use std::io::Write;
use std::time::Duration;

use tempfile::NamedTempFile;

use backup_supervisor::config::{load_and_validate, load_from_str, parse_duration, Feature};
use backup_supervisor::errors::SupervisorError;
use backup_supervisor::retry::Backoff;

fn write_config(contents: &str) -> NamedTempFile {
    let mut file = NamedTempFile::new().unwrap();
    write!(file, "{contents}").unwrap();
    file
}

fn expect_config_error(contents: &str, needle: &str) {
    match load_from_str(contents) {
        Err(SupervisorError::ConfigError(msg)) => {
            assert!(msg.contains(needle), "message {msg:?} should mention {needle:?}")
        }
        Err(e) => panic!("Expected ConfigError, got: {:?}", e),
        Ok(_) => panic!("Expected error, got Ok"),
    }
}

#[test]
fn empty_file_uses_defaults() {
    let file = write_config("");

    let cfg = load_and_validate(file.path()).unwrap();

    assert_eq!(cfg.deployment.prefix(), "service-fabrik");
    assert_eq!(cfg.deployment.network_segment_length(), 4);
    assert_eq!(cfg.start_retry.max_attempts(), Some(3));
    assert_eq!(cfg.poll.max_duration(), Some(Duration::from_secs(300)));
    assert!(matches!(cfg.poll.backoff(), Backoff::Exponential { .. }));
    assert_eq!(cfg.log_tail, None);
    assert!(!cfg.features.is_enabled(Feature::ScheduledBackup));
    assert!(cfg.features.is_enabled(Feature::LogCapture));
}

#[test]
fn full_file_is_loaded() {
    let file = write_config(
        r#"
[deployment]
prefix = "sf"
network_segment_length = 2

[agent]
min_version = "1.4"
start_retry = { strategy = "constant", interval = "250ms", max_attempts = 5 }

[poll]
strategy = "exponential"
interval = "2s"
max_interval = "1m"
factor = 3
timeout = "10m"
jitter = 0.1

[logs]
tail = 500

[features]
scheduled_backup = true
log_capture = false
"#,
    );

    let cfg = load_and_validate(file.path()).unwrap();

    assert_eq!(cfg.deployment.prefix(), "sf");
    assert_eq!(cfg.min_agent_version.unwrap().to_string(), "1.4.0");
    assert_eq!(cfg.start_retry.max_attempts(), Some(5));
    assert_eq!(
        cfg.poll.backoff(),
        Backoff::Exponential {
            initial: Duration::from_secs(2),
            factor: 3,
            max: Duration::from_secs(60),
        }
    );
    assert_eq!(cfg.log_tail, Some(500));
    assert!(cfg.features.is_enabled(Feature::ScheduledBackup));
    assert!(!cfg.features.is_enabled(Feature::LogCapture));
}

#[test]
fn unknown_feature_flag_is_rejected() {
    expect_config_error("[features]\nturbo_mode = true\n", "turbo_mode");
}

#[test]
fn unknown_keys_are_rejected() {
    match load_from_str("[logs]\ntail = 5\nlines = 7\n") {
        Err(SupervisorError::TomlError(e)) => assert!(e.to_string().contains("lines")),
        other => panic!("Expected TomlError, got: {:?}", other.map(|_| ())),
    }
}

#[test]
fn unbounded_policy_is_rejected() {
    expect_config_error(
        "[poll]\nstrategy = \"constant\"\ninterval = \"1s\"\n",
        "needs max_attempts or timeout",
    );
}

#[test]
fn constant_policy_rejects_exponential_fields() {
    expect_config_error(
        "[poll]\nstrategy = \"constant\"\ninterval = \"1s\"\nmax_interval = \"5s\"\ntimeout = \"1m\"\n",
        "max_interval",
    );
}

#[test]
fn bad_policy_values_are_rejected() {
    expect_config_error("[poll]\ninterval = \"0s\"\ntimeout = \"1m\"\n", "interval must be > 0");
    expect_config_error("[poll]\ninterval = \"soon\"\ntimeout = \"1m\"\n", "[poll].interval");
    expect_config_error(
        "[poll]\nstrategy = \"exponential\"\ninterval = \"10s\"\nmax_interval = \"1s\"\ntimeout = \"1m\"\n",
        "must be >= interval",
    );
    expect_config_error(
        "[poll]\nstrategy = \"exponential\"\ninterval = \"1s\"\nfactor = 1\ntimeout = \"1m\"\n",
        "factor must be >= 2",
    );
    expect_config_error("[poll]\ninterval = \"1s\"\njitter = 1.5\ntimeout = \"1m\"\n", "jitter");
    expect_config_error(
        "[agent]\nstart_retry = { interval = \"1s\", max_attempts = 0 }\n",
        "max_attempts must be >= 1",
    );
}

#[test]
fn oversized_durations_are_rejected() {
    assert_eq!(
        parse_duration("5124095576030431h").unwrap(),
        Duration::from_secs(5124095576030431 * 3600)
    );
    assert!(parse_duration("5124095576030432h").unwrap_err().contains("too large"));
    assert!(parse_duration("307445734561825861m").unwrap_err().contains("too large"));
    expect_config_error(
        "[poll]\ninterval = \"1s\"\ntimeout = \"18446744073709551615h\"\n",
        "[poll].timeout: invalid duration",
    );
}

#[test]
fn bad_grammar_constants_are_rejected() {
    expect_config_error("[deployment]\nnetwork_segment_length = 0\n", "network_segment_length");
    expect_config_error("[deployment]\nprefix = \"\"\n", "prefix");
}

#[test]
fn bad_min_version_is_rejected() {
    expect_config_error("[agent]\nmin_version = \"one.two\"\n", "[agent].min_version");
}

#[test]
fn feature_lookup_by_name_rejects_undefined_names() {
    let cfg = load_from_str("").unwrap();

    assert!(cfg.features.is_enabled_by_name("log_capture").unwrap());
    assert!(matches!(
        cfg.features.is_enabled_by_name("undefined_flag"),
        Err(SupervisorError::Validation(_))
    ));
}

#[test]
fn missing_file_is_an_io_error() {
    let dir = tempfile::tempdir().unwrap();
    let result = load_and_validate(dir.path().join("absent.toml"));

    assert!(matches!(result, Err(SupervisorError::IoError(_))));
}
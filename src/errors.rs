// src/errors.rs

//! Crate-wide error type and result alias.

use std::time::Duration;

use thiserror::Error;

use crate::agent::AgentError;
use crate::store::StoreError;

#[derive(Error, Debug)]
pub enum SupervisorError {
    #[error("Configuration error: {0}")]
    ConfigError(String),

    #[error("Validation error: {0}")]
    Validation(String),

    #[error("agent for deployment '{deployment}' unreachable: {source}")]
    AgentUnreachable {
        deployment: String,
        #[source]
        source: AgentError,
    },

    #[error("agent for deployment '{deployment}' failed: {source}")]
    Agent {
        deployment: String,
        #[source]
        source: AgentError,
    },

    #[error("no operation found for deployment '{deployment}' / instance '{instance_id}'")]
    OperationNotFound {
        deployment: String,
        instance_id: String,
    },

    #[error("retry budget exhausted after {attempts} attempt(s) in {elapsed:?}{}", cause_suffix(.last_error))]
    RetryExhausted {
        attempts: u32,
        elapsed: Duration,
        last_error: Option<String>,
    },

    #[error("resource store error: {0}")]
    Store(#[from] StoreError),

    #[error("IO error: {0}")]
    IoError(#[from] std::io::Error),

    #[error("TOML parsing error: {0}")]
    TomlError(#[from] toml::de::Error),

    #[error("JSON error: {0}")]
    JsonError(#[from] serde_json::Error),

    #[error(transparent)]
    Other(#[from] anyhow::Error),
}

fn cause_suffix(last_error: &Option<String>) -> String {
    match last_error {
        Some(e) => format!(": {e}"),
        None => String::new(),
    }
}

pub type Result<T> = std::result::Result<T, SupervisorError>;
#[tokio::test(start_paused = true)]
async fn terminal_record_short_circuits_later_polls() {
    init_tracing();
    let h = started(ConfigBuilder::new().build()).await;
    h.agent.push_state(OperationState::Succeeded, None);

    let first = h
        .orchestrator
        .get_operation_state(OperationKind::Backup, poll_opts())
        .await
        .unwrap();
    let second = h
        .orchestrator
        .get_operation_state(OperationKind::Backup, poll_opts())
        .await
        .unwrap();

    assert_eq!(first, second);
    assert_eq!(FakeAgent::count(&h.agent.status_calls), 1);
    assert_eq!(FakeAgent::count(&h.agent.logs_calls), 1);
    assert_eq!(h.store.patch_count(), 2);
}

#[tokio::test(start_paused = true)]
async fn timeout_while_running_returns_in_progress() {
    init_tracing();
    let h = started(ConfigBuilder::new().build()).await;
    h.agent.push_state(OperationState::InProgress, Some("uploading"));
    let begun = Instant::now();

    let outcome = h
        .orchestrator
        .get_operation_state(OperationKind::Backup, poll_opts())
        .await
        .unwrap();

    assert_eq!(begun.elapsed(), Duration::from_secs(1));
    match &outcome {
        PollOutcome::InProgress {
            stage, description, ..
        } => {
            assert_eq!(stage.as_deref(), Some("uploading"));
            assert!(description.contains("still in progress"));
            assert!(description.contains(DEPLOYMENT));
        }
        other => panic!("expected in-progress outcome, got {other:?}"),
    }
    assert!(!outcome.is_terminal());

    let stored = h.store.get(&key()).await.unwrap();
    assert_eq!(stored.state, OperationState::InProgress);
    assert_eq!(stored.stage.as_deref(), Some("uploading"));
    assert_eq!(FakeAgent::count(&h.agent.logs_calls), 0);
}

#[tokio::test(start_paused = true)]
async fn caller_timeout_overrides_configured_timeout() {
    init_tracing();
    let h = started(ConfigBuilder::new().build()).await;
    let begun = Instant::now();

    let outcome = h
        .orchestrator
        .get_operation_state(
            OperationKind::Backup,
            poll_opts().with_timeout(Duration::from_millis(250)),
        )
        .await
        .unwrap();

    assert!(!outcome.is_terminal());
    assert_eq!(begun.elapsed(), Duration::from_millis(250));
    // Polls at 0, 100, 200 and the 250ms deadline.
    assert_eq!(FakeAgent::count(&h.agent.status_calls), 4);
}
=-=-=
Work item ▸
How many lines in the records above contain the word "elapsed"? Answer with the number only.

Reply to the exercise ▸
4